»»

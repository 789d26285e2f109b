//! CLI command tests
//!
//! This module contains all tests for the CLI commands.

use budgethub_core::{db::Database, models::ExpenseFilter};
use chrono::Datelike;

use crate::commands::{self, truncate};

fn setup_test_db() -> Database {
    let db = Database::in_memory().unwrap();
    commands::cmd_users_add(&db, "alice", "alice@example.com", "secret123").unwrap();
    db
}

fn alice_id(db: &Database) -> i64 {
    db.get_user_by_username("alice").unwrap().unwrap().id
}

// ========== User Command Tests ==========

#[test]
fn test_cmd_users_add_and_list() {
    let db = setup_test_db();
    assert!(commands::cmd_users_list(&db).is_ok());

    let user = db.get_user_by_username("alice").unwrap().unwrap();
    assert_eq!(user.email, "alice@example.com");
    assert_ne!(user.password_hash, "secret123");
}

#[test]
fn test_cmd_users_add_rejects_duplicates_and_short_passwords() {
    let db = setup_test_db();
    assert!(commands::cmd_users_add(&db, "alice", "other@example.com", "secret123").is_err());
    assert!(commands::cmd_users_add(&db, "bobby", "bob@example.com", "abc").is_err());
    assert_eq!(db.list_users().unwrap().len(), 1);
}

#[test]
fn test_resolve_password_prefers_flag() {
    assert_eq!(
        commands::resolve_password(Some("from-flag".into())).unwrap(),
        "from-flag"
    );
}

#[test]
fn test_find_user_missing() {
    let db = setup_test_db();
    let err = commands::find_user(&db, "nobody").unwrap_err();
    assert!(err.to_string().contains("User 'nobody' not found"));
}

// ========== Expense Command Tests ==========

#[test]
fn test_cmd_expenses_add_auto_categorizes() {
    let db = setup_test_db();
    commands::cmd_expenses_add(&db, "alice", "Starbucks Coffee", 5.25, None, Some("2024-03-01"))
        .unwrap();
    commands::cmd_expenses_add(&db, "alice", "Gift", 30.0, Some("Shopping"), None).unwrap();

    let expenses = db
        .list_expenses(alice_id(&db), &ExpenseFilter::default())
        .unwrap();
    assert_eq!(expenses.len(), 2);

    let coffee = expenses.iter().find(|e| e.description == "Starbucks Coffee").unwrap();
    assert_eq!(coffee.category, "Food");

    let gift = expenses.iter().find(|e| e.description == "Gift").unwrap();
    assert_eq!(gift.category, "Shopping");
    assert_eq!(gift.date, chrono::Local::now().date_naive());
}

#[test]
fn test_cmd_expenses_add_logs_categorization() {
    use std::sync::{Arc, Mutex};

    struct Capture(Arc<Mutex<Vec<u8>>>);

    impl std::io::Write for Capture {
        fn write(&mut self, buf: &[u8]) -> std::io::Result<usize> {
            self.0.lock().unwrap().extend_from_slice(buf);
            Ok(buf.len())
        }

        fn flush(&mut self) -> std::io::Result<()> {
            Ok(())
        }
    }

    let db = setup_test_db();
    let buffer = Arc::new(Mutex::new(Vec::new()));
    let writer = buffer.clone();
    let subscriber = tracing_subscriber::fmt()
        .with_max_level(tracing::Level::DEBUG)
        .with_ansi(false)
        .with_writer(move || Capture(writer.clone()))
        .finish();

    tracing::subscriber::with_default(subscriber, || {
        commands::cmd_expenses_add(&db, "alice", "Uber ride", 14.0, None, Some("2024-03-01"))
            .unwrap();
    });

    let logs = String::from_utf8(buffer.lock().unwrap().clone()).unwrap();
    assert!(logs.contains("Categorized 'Uber ride' as Transport"));
}

#[test]
fn test_cmd_expenses_add_validation() {
    let db = setup_test_db();
    assert!(commands::cmd_expenses_add(&db, "alice", "Refund", -5.0, Some("Other"), None).is_err());
    assert!(
        commands::cmd_expenses_add(&db, "alice", "Lunch", 5.0, Some("Food"), Some("03/01")).is_err()
    );
    assert!(commands::cmd_expenses_add(&db, "nobody", "Lunch", 5.0, None, None).is_err());
}

#[test]
fn test_cmd_expenses_list_and_delete() {
    let db = setup_test_db();
    commands::cmd_expenses_add(&db, "alice", "Lunch", 12.0, Some("Food"), Some("2024-03-01"))
        .unwrap();
    let id = db
        .list_expenses(alice_id(&db), &ExpenseFilter::default())
        .unwrap()[0]
        .id;

    let filter =
        commands::build_filter(None, Some("Food".into()), Some("2024-03-01"), None, "amount_desc", 20)
            .unwrap();
    assert!(commands::cmd_expenses_list(&db, "alice", &filter).is_ok());

    commands::cmd_users_add(&db, "bobby", "bob@example.com", "secret123").unwrap();
    assert!(commands::cmd_expenses_delete(&db, "bobby", id).is_err());

    commands::cmd_expenses_delete(&db, "alice", id).unwrap();
    assert!(db.get_expense(id).unwrap().is_none());
}

#[test]
fn test_build_filter_rejects_bad_input() {
    assert!(commands::build_filter(None, None, None, None, "newest", 20).is_err());
    assert!(commands::build_filter(None, None, Some("yesterday"), None, "date_desc", 20).is_err());
}

// ========== Budget Command Tests ==========

#[test]
fn test_cmd_budgets_set_twice_keeps_one_row() {
    let db = setup_test_db();
    commands::cmd_budgets_set(&db, "alice", "Food", 100.0, Some(4), Some(2024)).unwrap();
    commands::cmd_budgets_set(&db, "alice", "Food", 150.0, Some(4), Some(2024)).unwrap();

    let budgets = db.list_budgets(alice_id(&db), 4, 2024).unwrap();
    assert_eq!(budgets.len(), 1);
    assert_eq!(budgets[0].amount, 150.0);

    assert!(commands::cmd_budgets_list(&db, "alice", Some(4), Some(2024)).is_ok());
}

#[test]
fn test_cmd_budgets_set_defaults_to_current_month() {
    let db = setup_test_db();
    commands::cmd_budgets_set(&db, "alice", "Travel", 500.0, None, None).unwrap();

    let today = chrono::Local::now().date_naive();
    let budgets = db
        .list_budgets(alice_id(&db), today.month(), today.year())
        .unwrap();
    assert_eq!(budgets.len(), 1);
}

#[test]
fn test_resolve_month_rejects_invalid() {
    assert!(commands::resolve_month(Some(0), None).is_err());
    assert!(commands::resolve_month(Some(13), Some(2024)).is_err());
    assert_eq!(commands::resolve_month(Some(2), Some(2023)).unwrap(), (2, 2023));
}

// ========== Dashboard Command Tests ==========

#[test]
fn test_cmd_dashboard() {
    let db = setup_test_db();
    assert!(commands::cmd_dashboard(&db, "alice", false).is_ok());

    commands::cmd_expenses_add(&db, "alice", "Groceries", 80.0, Some("Food"), None).unwrap();
    commands::cmd_budgets_set(&db, "alice", "Food", 90.0, None, None).unwrap();
    assert!(commands::cmd_dashboard(&db, "alice", false).is_ok());
    assert!(commands::cmd_dashboard(&db, "alice", true).is_ok());
    assert!(commands::cmd_dashboard(&db, "nobody", false).is_err());
}

// ========== Import/Export Command Tests ==========

#[test]
fn test_cmd_import_and_export() {
    let db = setup_test_db();
    let dir = tempfile::tempdir().unwrap();

    let input = dir.path().join("march.csv");
    std::fs::write(
        &input,
        "Description,Amount,Category,Date\n\
         Uber ride downtown,18.40,,2024-03-02\n\
         Electric bill,\"$1,020.00\",Utilities,03/05/2024\n\
         Nothing here,,,2024-03-06\n",
    )
    .unwrap();

    commands::cmd_import(&db, "alice", &input).unwrap();

    let expenses = db
        .list_expenses(alice_id(&db), &ExpenseFilter::default())
        .unwrap();
    assert_eq!(expenses.len(), 2);
    assert!(expenses
        .iter()
        .any(|e| e.category == "Transport" && e.amount == 18.4));
    assert!(expenses.iter().any(|e| e.amount == 1020.0));

    let output = dir.path().join("out.csv");
    commands::cmd_export(&db, "alice", Some(&output)).unwrap();
    let csv = std::fs::read_to_string(&output).unwrap();
    let lines: Vec<&str> = csv.lines().collect();
    assert_eq!(lines[0], "Description,Amount,Category,Date");
    assert_eq!(lines.len(), 3);
    // Newest first
    assert!(lines[1].starts_with("Electric bill"));
}

#[test]
fn test_cmd_import_missing_file() {
    let db = setup_test_db();
    let dir = tempfile::tempdir().unwrap();
    assert!(commands::cmd_import(&db, "alice", &dir.path().join("missing.csv")).is_err());
}

#[test]
fn test_cmd_categorize() {
    assert!(commands::cmd_categorize("Netflix subscription", 15.99).is_ok());
}

// ========== Utility Tests ==========

#[test]
fn test_truncate() {
    assert_eq!(truncate("short", 10), "short");
    assert_eq!(truncate("a much longer description", 10), "a much ...");
    assert_eq!(truncate("café au lait", 6), "caf...");
}

#[test]
fn test_open_db_creates_file() {
    let dir = tempfile::tempdir().unwrap();
    let path = dir.path().join("cli.db");
    // DATABASE_URL would redirect the open; only assert when it is unset
    if std::env::var("DATABASE_URL").is_err() {
        let db = commands::open_db(&path).unwrap();
        assert_eq!(db.path(), path.to_str().unwrap());
        assert!(path.exists());
    }
}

««

Exercise directions:
Please state how many lines in the records above hold the word "false", giving only the number.

Response:
4